Sulentic, 55, joined the company in 2006 with the acquisition of Trammell Crow Co., where he was chief executive. He has been CBRE’s president since 2009, and until 2010 also served as chief financial officer during the credit crisis and recession.

He earlier oversaw the company’s Europe, Middle East, and Africa arm, its development and services business and its operations in the Asia/Pacific region.

White, 52, has been with CBRE, the world’s largest commercial real estate services company, for nearly 30 years and became chief executive in 2005. White joined CBRE’s predecessor company, Coldwell Banker Commercial, as a sales trainee in 1984. He will continue to serve on CBRE’s board after his retirement, the company said late Tuesday.

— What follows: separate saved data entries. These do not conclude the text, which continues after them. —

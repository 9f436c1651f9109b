//! Supported xlsform functions and their translations

use std::collections::HashMap;

use once_cell::sync::Lazy;

/// How a call is rewritten, given its already compiled arguments
#[derive(Debug, Clone, Copy, PartialEq, Eq)]
pub enum Translation {
    /// `f(a, b)` becomes `name(a, b)`
    Rename(&'static str),
    /// `f(a, b, c)` becomes `(a).name(b, c)`
    Method(&'static str),
    /// `if(c, t, e)` becomes `(c ? t : e)`
    Ternary,
    /// `regex(s, re)` becomes `((s).match(re) !== null)`
    RegexMatch,
    /// `f(s)` becomes `(s).length`
    Length,
    /// `exp10(x)` becomes `Math.pow(10, x)`
    Exp10,
    /// `f()` becomes a constant expression
    Constant(&'static str),
}

impl Translation {
    /// Append the translated call to `out`
    pub fn emit(self, out: &mut String, args: &[String]) {
        match self {
            Translation::Rename(name) => {
                out.push_str(name);
                out.push('(');
                out.push_str(&args.join(", "));
                out.push(')');
            }
            Translation::Method(name) => {
                let (receiver, rest) = args.split_first().map_or(("", &[][..]), |(r, rest)| {
                    (r.as_str(), rest)
                });
                out.push('(');
                out.push_str(receiver);
                out.push_str(").");
                out.push_str(name);
                out.push('(');
                out.push_str(&rest.join(", "));
                out.push(')');
            }
            Translation::Ternary => {
                out.push('(');
                out.push_str(arg(args, 0));
                out.push_str(" ? ");
                out.push_str(arg(args, 1));
                out.push_str(" : ");
                out.push_str(arg(args, 2));
                out.push(')');
            }
            Translation::RegexMatch => {
                out.push_str("((");
                out.push_str(arg(args, 0));
                out.push_str(").match(");
                out.push_str(arg(args, 1));
                out.push_str(") !== null)");
            }
            Translation::Length => {
                out.push('(');
                out.push_str(arg(args, 0));
                out.push_str(").length");
            }
            Translation::Exp10 => {
                out.push_str("Math.pow(10, ");
                out.push_str(arg(args, 0));
                out.push(')');
            }
            Translation::Constant(js) => out.push_str(js),
        }
    }
}

fn arg(args: &[String], i: usize) -> &str {
    args.get(i).map_or("", String::as_str)
}

/// Function definition
#[derive(Debug, Clone, Copy)]
pub struct FunctionDef {
    /// Function name as written in xlsform
    pub name: &'static str,
    /// Minimum arguments
    pub min_args: usize,
    /// Maximum arguments (None = unlimited)
    pub max_args: Option<usize>,
    pub translation: Translation,
}

impl FunctionDef {
    /// Check if `count` arguments are accepted
    pub fn accepts(&self, count: usize) -> bool {
        count >= self.min_args && self.max_args.map_or(true, |max| count <= max)
    }

    /// Human readable argument count, for error messages
    pub fn expected_args(&self) -> String {
        match self.max_args {
            Some(max) if max == self.min_args => max.to_string(),
            Some(max) => format!("{} to {}", self.min_args, max),
            None => format!("at least {}", self.min_args),
        }
    }
}

const fn def(
    name: &'static str,
    min_args: usize,
    max_args: Option<usize>,
    translation: Translation,
) -> FunctionDef {
    FunctionDef {
        name,
        min_args,
        max_args,
        translation,
    }
}

use Translation::*;

const BUILTINS: &[FunctionDef] = &[
    // Math
    def("max", 1, None, Rename("Math.max")),
    def("min", 1, None, Rename("Math.min")),
    def("floor", 1, Some(1), Rename("Math.floor")),
    def("int", 1, Some(1), Rename("Math.floor")),
    def("ceiling", 1, Some(1), Rename("Math.ceil")),
    def("pow", 1, Some(2), Rename("Math.pow")),
    def("log", 1, Some(1), Rename("Math.log")),
    def("log10", 1, Some(1), Rename("Math.log10")),
    def("abs", 1, Some(1), Rename("Math.abs")),
    def("sin", 1, Some(1), Rename("Math.sin")),
    def("cos", 1, Some(1), Rename("Math.cos")),
    def("tan", 1, Some(1), Rename("Math.tan")),
    def("asin", 1, Some(1), Rename("Math.asin")),
    def("acos", 1, Some(1), Rename("Math.acos")),
    def("atan", 1, Some(1), Rename("Math.atan")),
    def("atan2", 2, Some(2), Rename("Math.atan2")),
    def("sqrt", 1, Some(1), Rename("Math.sqrt")),
    def("exp", 1, Some(1), Rename("Math.exp")),
    def("exp10", 1, Some(1), Exp10),
    def("random", 0, Some(0), Rename("Math.random")),
    def("pi", 0, Some(0), Constant("Math.PI")),
    def("round", 1, Some(2), Rename("round")),
    // Conversions
    def("string", 1, Some(1), Rename("String")),
    def("number", 1, Some(1), Rename("Number")),
    def("boolean", 1, Some(1), Rename("Boolean")),
    // Logic
    def("if", 3, Some(3), Ternary),
    def("not", 1, Some(1), Rename("!")),
    def("true", 0, Some(0), Constant("true")),
    def("false", 0, Some(0), Constant("false")),
    // Text
    def("regex", 2, Some(2), RegexMatch),
    def("contains", 2, Some(2), Method("includes")),
    def("starts-with", 2, Some(2), Method("startsWith")),
    def("ends-with", 2, Some(2), Method("endsWith")),
    def("substr", 2, Some(3), Method("substring")),
    def("concat", 1, None, Method("concat")),
    def("string-length", 1, Some(1), Length),
    // Choices
    def("selected", 2, Some(2), Rename("valueInChoice")),
    def("count-selected", 1, Some(1), Length),
];

static FUNCTIONS: Lazy<HashMap<&'static str, FunctionDef>> =
    Lazy::new(|| BUILTINS.iter().map(|f| (f.name, *f)).collect());

/// Look up a function by its xlsform name
pub fn lookup(name: &str) -> Option<&'static FunctionDef> {
    FUNCTIONS.get(name)
}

“In the early 1990’s, our then-CEO Jim Didion boldly envisioned CBRE becoming the world’s ‘preeminent, vertically-integrated, globally-capable commercial real estate services firm,’” said White in a statement. “We have executed our plan considerably ahead of schedule, and have achieved the long-term vision of becoming the world’s leader in commercial real estate services … It is also good news for me, as I can embark on my next business chapter at a time when the company is in the best possible position.”

Shares were down 24 cents, or 1.4 percent, to $17.31 in midday Wednesday trading on the New York Stock Exchange.